■ What to produce: Among the entries, which lines carry the string "decoder"? Copy each of them.

Recorded data
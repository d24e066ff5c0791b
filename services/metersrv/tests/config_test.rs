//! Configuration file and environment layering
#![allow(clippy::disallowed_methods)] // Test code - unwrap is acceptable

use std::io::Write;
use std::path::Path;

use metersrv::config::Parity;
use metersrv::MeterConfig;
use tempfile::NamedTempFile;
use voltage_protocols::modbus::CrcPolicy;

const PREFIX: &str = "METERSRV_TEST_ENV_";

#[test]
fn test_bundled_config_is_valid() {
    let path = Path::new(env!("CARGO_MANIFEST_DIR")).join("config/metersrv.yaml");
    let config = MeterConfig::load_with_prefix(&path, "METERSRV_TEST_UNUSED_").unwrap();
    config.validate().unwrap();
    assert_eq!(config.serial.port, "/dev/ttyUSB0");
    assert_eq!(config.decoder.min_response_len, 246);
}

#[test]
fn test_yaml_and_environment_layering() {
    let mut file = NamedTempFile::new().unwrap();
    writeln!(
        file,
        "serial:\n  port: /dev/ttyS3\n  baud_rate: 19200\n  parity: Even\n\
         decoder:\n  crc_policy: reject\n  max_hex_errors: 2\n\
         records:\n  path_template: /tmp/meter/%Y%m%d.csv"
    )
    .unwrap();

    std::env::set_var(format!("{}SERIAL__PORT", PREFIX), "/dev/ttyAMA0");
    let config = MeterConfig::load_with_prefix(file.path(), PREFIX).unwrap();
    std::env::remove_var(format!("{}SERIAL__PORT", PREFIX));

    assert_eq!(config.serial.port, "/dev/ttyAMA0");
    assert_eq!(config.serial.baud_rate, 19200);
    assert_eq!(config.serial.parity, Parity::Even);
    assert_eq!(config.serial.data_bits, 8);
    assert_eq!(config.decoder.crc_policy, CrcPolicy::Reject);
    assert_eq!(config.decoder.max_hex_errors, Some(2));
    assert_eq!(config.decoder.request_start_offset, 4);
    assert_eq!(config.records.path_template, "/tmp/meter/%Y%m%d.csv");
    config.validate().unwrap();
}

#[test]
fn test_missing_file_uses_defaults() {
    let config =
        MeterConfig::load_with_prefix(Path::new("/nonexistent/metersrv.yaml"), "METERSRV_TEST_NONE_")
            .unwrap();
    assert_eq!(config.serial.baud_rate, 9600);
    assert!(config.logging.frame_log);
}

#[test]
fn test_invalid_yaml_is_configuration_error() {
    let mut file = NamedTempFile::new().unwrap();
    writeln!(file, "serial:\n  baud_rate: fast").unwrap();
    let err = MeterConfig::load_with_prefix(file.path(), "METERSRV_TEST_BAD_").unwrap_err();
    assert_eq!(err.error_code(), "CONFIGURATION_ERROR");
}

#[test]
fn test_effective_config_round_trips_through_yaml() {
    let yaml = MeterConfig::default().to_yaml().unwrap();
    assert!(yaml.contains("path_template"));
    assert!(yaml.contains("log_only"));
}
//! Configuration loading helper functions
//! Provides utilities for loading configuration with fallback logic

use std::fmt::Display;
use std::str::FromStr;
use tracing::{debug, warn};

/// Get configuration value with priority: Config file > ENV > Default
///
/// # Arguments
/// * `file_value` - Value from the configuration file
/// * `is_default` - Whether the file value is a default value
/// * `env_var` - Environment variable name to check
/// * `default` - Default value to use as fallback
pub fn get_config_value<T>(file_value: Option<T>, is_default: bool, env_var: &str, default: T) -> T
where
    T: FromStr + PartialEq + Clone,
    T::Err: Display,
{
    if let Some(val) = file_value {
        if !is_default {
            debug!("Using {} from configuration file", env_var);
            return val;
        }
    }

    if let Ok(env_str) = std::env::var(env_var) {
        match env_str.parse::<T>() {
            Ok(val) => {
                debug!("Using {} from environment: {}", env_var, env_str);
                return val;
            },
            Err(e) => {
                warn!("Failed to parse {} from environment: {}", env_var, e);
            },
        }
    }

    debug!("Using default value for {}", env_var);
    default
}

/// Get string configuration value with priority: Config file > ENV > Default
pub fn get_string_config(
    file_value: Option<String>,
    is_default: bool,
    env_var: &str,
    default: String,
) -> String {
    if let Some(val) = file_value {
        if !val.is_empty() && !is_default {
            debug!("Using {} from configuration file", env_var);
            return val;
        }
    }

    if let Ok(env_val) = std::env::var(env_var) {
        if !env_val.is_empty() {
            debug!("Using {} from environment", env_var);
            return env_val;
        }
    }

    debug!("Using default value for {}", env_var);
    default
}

■ Solution to the exercise:
    assert_eq!(config.decoder.min_response_len, 246);
         decoder:\n  crc_policy: reject\n  max_hex_errors: 2\n\
    assert_eq!(config.decoder.crc_policy, CrcPolicy::Reject);
    assert_eq!(config.decoder.max_hex_errors, Some(2));
    assert_eq!(config.decoder.request_start_offset, 4);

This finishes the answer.